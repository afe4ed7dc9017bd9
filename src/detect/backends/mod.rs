pub mod jsonl;
pub mod scripted;

pub use jsonl::{parse_frame_record, DetectionRecord, FrameRecord, JsonLinesSource};
pub use scripted::ScriptedSource;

◆ **What is being asked**
Would you please reproduce all of the lines above exactly?

◆ **Response**
repository afe4ed7dc9017bd9
filename src/detect/backends/mod.rs
pub mod jsonl;
pub mod scripted;

pub use jsonl::{parse_frame_record, DetectionRecord, FrameRecord, JsonLinesSource};
pub use scripted::ScriptedSource;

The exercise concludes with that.